Мадам де Скюдери, выражаясь более элегантным языком, который начал выходить из моды после того, как его высмеял королевский комедиант Жан-Батист-Поклен, говорила: «Она заблудилась в лесу Страсти, чтобы отдохнуть в гроте Забытья, который стоит на пути ко дворцу Секретных возвышенностей», что было несколько запутанно, но прекрасно передавало реальность.

Это были дни и месяцы безумств без границ. Для мадам де Шольн жизнь замкнулась на часах возбужденного ожидания, в которых смешивались беспокойство, надежды и жгучие страдания. Затем наступало время, когда он приходил и требовал все новых и новых знаний, требовал незамедлительного начала уроков, которым отдавался с радостной и пылкой страстью.

Она находила в нем самую утонченную красоту, очарование и прелесть. Она называла его «мое лакомство». Она не знала ни одного его недостатка.

Она не удерживала его после занятий любовью, когда он хотел ополоснуться. Его запах возбуждал ее сильнее, чем все самые изысканные благовония.

Она говорила ему: Пей! Ешь!

Она сама наливала ему вина, смотрела как он пьет, как блестят его зубы сквозь хрусталь, она смотрела, как он, не поправляя белья, соскользнувшего с его обнаженного плеча, выбирает персик, такой же нежный, как и его щека, и надкусывает его с аппетитом и желанием наслаждения.

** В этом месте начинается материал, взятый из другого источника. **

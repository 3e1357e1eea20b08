//! # Proof Chain Assembler
//!
//! Takes the prover's proof results, assigns each to its sub-circuit slot,
//! formats the four slots concurrently, and verifies commitment linkage
//! before handing back a [`ContractProofData`] bundle.
//!
//! ## Security Invariant
//!
//! Under [`ChainPolicy::Strict`] (the default) a bundle is only returned when
//! every link holds: the outgoing commitment of each sub-circuit equals the
//! incoming commitment of the next. A verifier contract rejects a broken
//! chain anyway; failing here gives the caller a precise diagnosis instead of
//! a reverted transaction.
//!
//! ## Slot Selection
//!
//! Proofs are classified by name and placed by type, so input order does not
//! matter. Out-of-order input is reported as a warning. Selection fails, in
//! this order, on: any missing type, any duplicated type, any unknown name.

use std::fmt;

use serde::{Deserialize, Serialize};

use zkid_core::{
    classify, extract_zk_id, CircuitType, Classification, ContractProofData, Field, ProofResult,
};
use zkid_registry::VerificationKeySource;

use crate::error::AssemblyError;
use crate::formatter::SubCircuitFormatter;
use crate::serializer::CircuitSerializer;

/// What to do when commitment linkage is broken.
#[derive(Debug, Clone, Copy, PartialEq, Eq, Default, Serialize, Deserialize)]
#[serde(rename_all = "snake_case")]
pub enum ChainPolicy {
    /// Fail with [`AssemblyError::ChainIntegrity`].
    #[default]
    Strict,
    /// Log, record in the report, and return the bundle.
    Permissive,
}

/// One commitment link between consecutive sub-circuits.
#[derive(Debug, Clone, Copy, PartialEq, Eq, Serialize, Deserialize)]
pub struct ChainLink {
    /// Producing sub-circuit.
    pub from: CircuitType,
    /// Consuming sub-circuit.
    pub to: CircuitType,
    /// `from`'s outgoing commitment.
    pub output: Field,
    /// `to`'s incoming commitment.
    pub input: Field,
}

impl ChainLink {
    /// Whether the commitments agree.
    pub fn is_intact(&self) -> bool {
        self.output == self.input
    }
}

impl fmt::Display for ChainLink {
    fn fmt(&self, f: &mut fmt::Formatter<'_>) -> fmt::Result {
        if self.is_intact() {
            write!(f, "{} -> {}", self.from, self.to)
        } else {
            write!(f, "{} -> {} ({} != {})", self.from, self.to, self.output, self.input)
        }
    }
}

/// The three links of a bundle, in chain order.
///
/// Link `i` compares the second public input of slot `i` with the first of
/// slot `i + 1`. For the DSC slot the second input is its outgoing commitment.
pub fn verify_chain(data: &ContractProofData) -> [ChainLink; 3] {
    [
        (CircuitType::DscCheck, CircuitType::IdDataCheck),
        (CircuitType::IdDataCheck, CircuitType::IntegrityCheck),
        (CircuitType::IntegrityCheck, CircuitType::DisclosureCheck),
    ]
    .map(|(from, to)| ChainLink {
        from,
        to,
        output: data.public_inputs_for(from)[1],
        input: data.public_inputs_for(to)[0],
    })
}

/// A proof found at a position other than its canonical one.
#[derive(Debug, Clone, Copy, PartialEq, Eq, Serialize, Deserialize)]
pub struct OrderWarning {
    /// Zero-based position in the input.
    pub position: usize,
    /// Type canonical order expects there.
    pub expected: CircuitType,
    /// What was found.
    pub found: Classification,
}

impl fmt::Display for OrderWarning {
    fn fmt(&self, f: &mut fmt::Formatter<'_>) -> fmt::Result {
        write!(
            f,
            "position {}: expected {}, found {}",
            self.position, self.expected, self.found
        )
    }
}

/// Diagnostics gathered during assembly.
#[derive(Debug, Clone, PartialEq, Eq, Serialize, Deserialize)]
pub struct AssemblyReport {
    /// Classification of every input proof, in input order.
    pub detected_order: Vec<Classification>,
    /// Positional mismatches against canonical order.
    pub order_warnings: Vec<OrderWarning>,
    /// Every commitment link, intact or not.
    pub links: [ChainLink; 3],
}

impl AssemblyReport {
    /// Whether every link holds.
    pub fn is_chain_intact(&self) -> bool {
        self.links.iter().all(ChainLink::is_intact)
    }

    /// The links that do not hold.
    pub fn broken_links(&self) -> Vec<ChainLink> {
        self.links.iter().filter(|l| !l.is_intact()).copied().collect()
    }
}

/// Successful assembly.
#[derive(Debug, Clone, PartialEq, Eq, Serialize, Deserialize)]
pub struct Assembly {
    /// The contract bundle.
    pub bundle: ContractProofData,
    /// The nullifier published as the zkID.
    pub zk_id: Field,
    /// Diagnostics.
    pub report: AssemblyReport,
}

/// Assembles four proof results into a contract bundle.
#[derive(Debug, Clone)]
pub struct ProofChainAssembler<S, K> {
    formatter: SubCircuitFormatter<S, K>,
    policy: ChainPolicy,
}

impl<S: CircuitSerializer, K: VerificationKeySource> ProofChainAssembler<S, K> {
    /// Assembler with the default [`ChainPolicy::Strict`].
    pub fn new(formatter: SubCircuitFormatter<S, K>) -> Self {
        Self {
            formatter,
            policy: ChainPolicy::default(),
        }
    }

    /// Replace the chain policy.
    pub fn with_policy(mut self, policy: ChainPolicy) -> Self {
        self.policy = policy;
        self
    }

    /// Current chain policy.
    pub fn policy(&self) -> ChainPolicy {
        self.policy
    }

    /// The underlying formatter.
    pub fn formatter(&self) -> &SubCircuitFormatter<S, K> {
        &self.formatter
    }

    /// Format and verify `proofs`, returning the bundle and a report.
    pub async fn assemble(&self, proofs: &[ProofResult]) -> Result<Assembly, AssemblyError> {
        tracing::info!(count = proofs.len(), policy = ?self.policy, "assembling proof chain");

        let detected: Vec<Classification> =
            proofs.iter().map(|p| classify(p.name_or_empty())).collect();
        let order_warnings = order_warnings(&detected);
        for warning in &order_warnings {
            tracing::warn!(%warning, "proof out of canonical order");
        }

        let [a, b, c, d] = select_slots(proofs, &detected)?;
        let f = &self.formatter;
        let (a, b, c, d) = tokio::try_join!(
            f.format(a, CircuitType::DscCheck),
            f.format(b, CircuitType::IdDataCheck),
            f.format(c, CircuitType::IntegrityCheck),
            f.format(d, CircuitType::DisclosureCheck),
        )?;
        let bundle = ContractProofData::from_slots([a, b, c, d]);

        let links = verify_chain(&bundle);
        let broken: Vec<ChainLink> = links.iter().filter(|l| !l.is_intact()).copied().collect();
        if broken.is_empty() {
            tracing::info!("proof chain linkage verified");
        } else {
            for link in &broken {
                tracing::warn!(%link, "broken commitment link");
            }
            if self.policy == ChainPolicy::Strict {
                return Err(AssemblyError::ChainIntegrity { broken });
            }
        }

        let zk_id = extract_zk_id(&bundle).ok_or(AssemblyError::MissingNullifier)?;
        tracing::info!(%zk_id, "proof chain assembled");

        Ok(Assembly {
            bundle,
            zk_id,
            report: AssemblyReport {
                detected_order: detected,
                order_warnings,
                links,
            },
        })
    }

    /// Format `proofs` into the contract bundle.
    pub async fn format_proofs_for_contract(
        &self,
        proofs: &[ProofResult],
    ) -> Result<ContractProofData, AssemblyError> {
        self.assemble(proofs).await.map(|assembly| assembly.bundle)
    }
}

fn order_warnings(detected: &[Classification]) -> Vec<OrderWarning> {
    detected
        .iter()
        .zip(CircuitType::ALL)
        .enumerate()
        .filter(|(_, (found, expected))| **found != Classification::Known(*expected))
        .map(|(position, (found, expected))| OrderWarning {
            position,
            expected,
            found: *found,
        })
        .collect()
}

fn select_slots<'a>(
    proofs: &'a [ProofResult],
    detected: &[Classification],
) -> Result<[&'a ProofResult; 4], AssemblyError> {
    let mut by_type: [Vec<&'a ProofResult>; 4] = Default::default();
    let mut unknown = Vec::new();
    for (proof, class) in proofs.iter().zip(detected) {
        match class {
            Classification::Known(ct) => by_type[ct.index()].push(proof),
            Classification::Unknown => unknown.push(proof.name_or_empty().to_string()),
        }
    }

    let missing: Vec<CircuitType> = CircuitType::ALL
        .into_iter()
        .filter(|ct| by_type[ct.index()].is_empty())
        .collect();
    if !missing.is_empty() {
        return Err(AssemblyError::MissingProof { missing });
    }
    if let Some(circuit) = CircuitType::ALL.into_iter().find(|ct| by_type[ct.index()].len() > 1) {
        let names = by_type[circuit.index()]
            .iter()
            .map(|p| p.name_or_empty().to_string())
            .collect();
        return Err(AssemblyError::DuplicateProof { circuit, names });
    }
    if !unknown.is_empty() {
        return Err(AssemblyError::UnknownProof { names: unknown });
    }

    Ok(CircuitType::ALL.map(|ct| by_type[ct.index()][0]))
}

И последней каплей в океане ее обожания стало открытие, что этот юный принц, слишком достойный, слишком красивый, который имел над ней полную власть и одним нечаянным словом мог причинить ей нечеловеческие муки, этот мальчик был добр.

Она была опьянена, она почти бредила.

Она купалась в счастье, не решаясь признать, что это — счастье.

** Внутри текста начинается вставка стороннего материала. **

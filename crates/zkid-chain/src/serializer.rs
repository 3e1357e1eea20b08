//! # Circuit Serializer Trait
//!
//! The binary layout of proofs and verification keys belongs to the proving
//! system, not to this crate. [`CircuitSerializer`] is the narrow seam to
//! that knowledge: six operations, nothing more, so that the formatter and
//! assembler can be exercised against fakes.
//!
//! [`ChunkedSerializer`](crate::layout::ChunkedSerializer) is the reference
//! binding for the flat 32-byte layout the passport circuits use.

use serde::{Deserialize, Serialize};
use thiserror::Error;

use zkid_core::{CircuitType, CodecError, Field, PublicInputKind};

use crate::layout::InputIndex;

/// A proof split into its public inputs and proof body, as hex field strings.
#[derive(Debug, Clone, Default, PartialEq, Eq, Serialize, Deserialize)]
pub struct ProofData {
    /// Every public input the circuit declares, in circuit order.
    pub public_inputs: Vec<String>,
    /// The proof body.
    pub proof: Vec<String>,
}

/// Which end of a sub-circuit's commitment link to read.
#[derive(Debug, Clone, Copy, PartialEq, Eq, Hash)]
pub enum CommitmentSide {
    /// The commitment received from the previous sub-circuit.
    In,
    /// The commitment handed to the next sub-circuit.
    Out,
}

/// Error raised by a [`CircuitSerializer`].
#[derive(Error, Debug, Clone, PartialEq, Eq)]
pub enum SerializerError {
    /// The encoded proof could not be split.
    #[error("malformed proof payload: {0}")]
    MalformedProof(String),
    /// The circuit name maps to no known public-input layout.
    #[error("no public-input layout for circuit \"{0}\"")]
    UnknownCircuit(String),
    /// A layout index points past the proof's public inputs.
    #[error("public input {index} requested but the proof carries {available}")]
    MissingPublicInput {
        /// Requested position, as written in the layout.
        index: InputIndex,
        /// Number of public inputs present.
        available: usize,
    },
    /// The circuit has no public input of this kind.
    #[error("{circuit} exposes no {kind}")]
    Unsupported {
        /// The circuit asked.
        circuit: CircuitType,
        /// The kind requested.
        kind: PublicInputKind,
    },
    /// The verification key bytes do not match the expected layout.
    #[error("malformed verification key: {0}")]
    MalformedVerificationKey(String),
    /// A field element failed to decode.
    #[error(transparent)]
    Codec(#[from] CodecError),
}

/// Knowledge of the proving system's proof and verification key layout.
pub trait CircuitSerializer: Send + Sync {
    /// Split an encoded proof whose first `num_public_inputs` fields are public inputs.
    fn proof_data(
        &self,
        encoded_proof: &str,
        num_public_inputs: usize,
    ) -> Result<ProofData, SerializerError>;

    /// Number of public inputs the named circuit declares.
    fn number_of_public_inputs(&self, circuit_name: &str) -> Result<usize, SerializerError>;

    /// Certificate registry root exposed by the DSC check.
    fn merkle_root(&self, proof: &ProofData) -> Result<Field, SerializerError>;

    /// Incoming or outgoing commitment of `circuit`.
    fn commitment(
        &self,
        circuit: CircuitType,
        side: CommitmentSide,
        proof: &ProofData,
    ) -> Result<Field, SerializerError>;

    /// Scoped nullifier exposed by the disclosure check.
    fn nullifier(&self, proof: &ProofData) -> Result<Field, SerializerError>;

    /// Verification key bytes as hex field strings.
    fn vk_to_fields(&self, vkey: &[u8]) -> Result<Vec<String>, SerializerError>;
}

/// Read one semantic public input, dispatching on its kind.
pub fn extract_public_input<S: CircuitSerializer + ?Sized>(
    serializer: &S,
    circuit: CircuitType,
    kind: PublicInputKind,
    proof: &ProofData,
) -> Result<Field, SerializerError> {
    match kind {
        PublicInputKind::MerkleRoot => serializer.merkle_root(proof),
        PublicInputKind::CommitmentIn => serializer.commitment(circuit, CommitmentSide::In, proof),
        PublicInputKind::CommitmentOut => serializer.commitment(circuit, CommitmentSide::Out, proof),
        PublicInputKind::Nullifier => serializer.nullifier(proof),
    }
}

/// Extract the two public inputs `circuit` contributes to the bundle.
pub fn extract_public_inputs<S: CircuitSerializer + ?Sized>(
    serializer: &S,
    circuit: CircuitType,
    proof: &ProofData,
) -> Result<Vec<Field>, SerializerError> {
    circuit
        .public_input_rule()
        .into_iter()
        .map(|kind| extract_public_input(serializer, circuit, kind, proof))
        .collect()
}
//! Terraform provider `env`.
//!
//! Serves two things over plugin protocol 6: the `getenv` function, which
//! reads a single environment variable, and the `env_file` data source, which
//! parses a dotenv file into a sensitive string map.
//!
//! The dotenv parser and loader are usable on their own through
//! [`parse_str`] and [`EnvFileLoader`]; nothing here writes to the process
//! environment.

pub mod config;
pub mod logging;
pub mod provider;
pub mod server;

mod env;
mod error;
mod loader;
mod model;
mod parser;

pub use config::ServeOptions;
pub use env::SourceEnv;
pub use error::{Error, ParseError, ParseErrorKind, ServeError};
pub use loader::{DEFAULT_PATH, EnvFileLoader, read_file};
pub use model::{Entry, EnvFile, EnvLookup};
pub use parser::{parse_bytes, parse_bytes_with_env, parse_str, parse_str_with_env};
pub use provider::EnvProvider;
pub use server::serve;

Это было больше, чем счастье.

Идея исповедаться в новой страсти, как это она делала раньше и получала прощение, не привлекала ее на этот раз.

Наоборот, ее страсть была так сильна, что много раз, проснувшись среди ночи и глядя при свете ночника на это тело, невинное и сильное, на эти губы, которые она целовала тихонько, чтобы не разбудить, она спрашивала себя со смирением и удивлением, а также с благодарностью к небу: чем она заслужила этот божий дар?

ЧАСТЬ СЕДЬМАЯ. ОНОРИНА В МОНРЕАЛЕ

22

Онорина помогала матушке Буржуа изготовлять свечи. Настоятельница из Конгрегации Нотр-Дам часто занималась этой работой. Она любила вспоминать, что была дочерью хозяина свечной лавки в Труайя. Ей всегда помогала какая-нибудь ученица, что было для ребенка счастьем и наградой. Это был и ловкий педагогический ход — возможность доверительно и по-дружески поговорить с детьми, которые были доверены пансиону.

На этот раз была очередь Онорины де Пейрак. Она подвешивала хлопчатобумажные фитили, вокруг которых монахиня топила воск в специальной формочке.

Онорина, погруженная в работу, вспомнила, что в форте Вапассу также производили свечи.

Она помогала матери готовить растения для отвара.

Маргарита Буржуа спрашивала и слушала ее с интересом. Приключения этих европейцев, которые приехали строить жизнь в глубине самого недоступного района Северной Америки, в котором не жили даже индейцы, напомнили ей опасностью предприятия, верой в успех — историю с основанием городка Виль-Мари. С другой стороны, уже не в первый раз она спрашивала ребенка о впечатлениях, как казалось — самых приятных, о краях, где, судя по всему, она была счастлива.

— Я не хочу возвращаться в Вапассу, — сказала внезапно Онорина.

Матушка Буржуа волновалась до тех пор, пока Онорина не открыла ей причину такого высказывания.

— Я не вижу старика на скале в горах, а другие его видят. Это несправедливо. Я думала, что когда человеку даны глаза, чтобы видеть, он видит все.

— Увы, нет! Это было бы слишком много для каждого. Глаза души выбирают то, что им необходимо, чтобы открыть мир вашей жизни. Мы не можем получать все подарки одновременно. Будьте терпеливы. Когда-нибудь этот дар будет у вас.

Онорина любила манеру, с которой директриса говорила ей «вы», словно она была большой, взрослой персоной, когда речь шла о важных вещах. В повседневных вопросах ее называли на «ты».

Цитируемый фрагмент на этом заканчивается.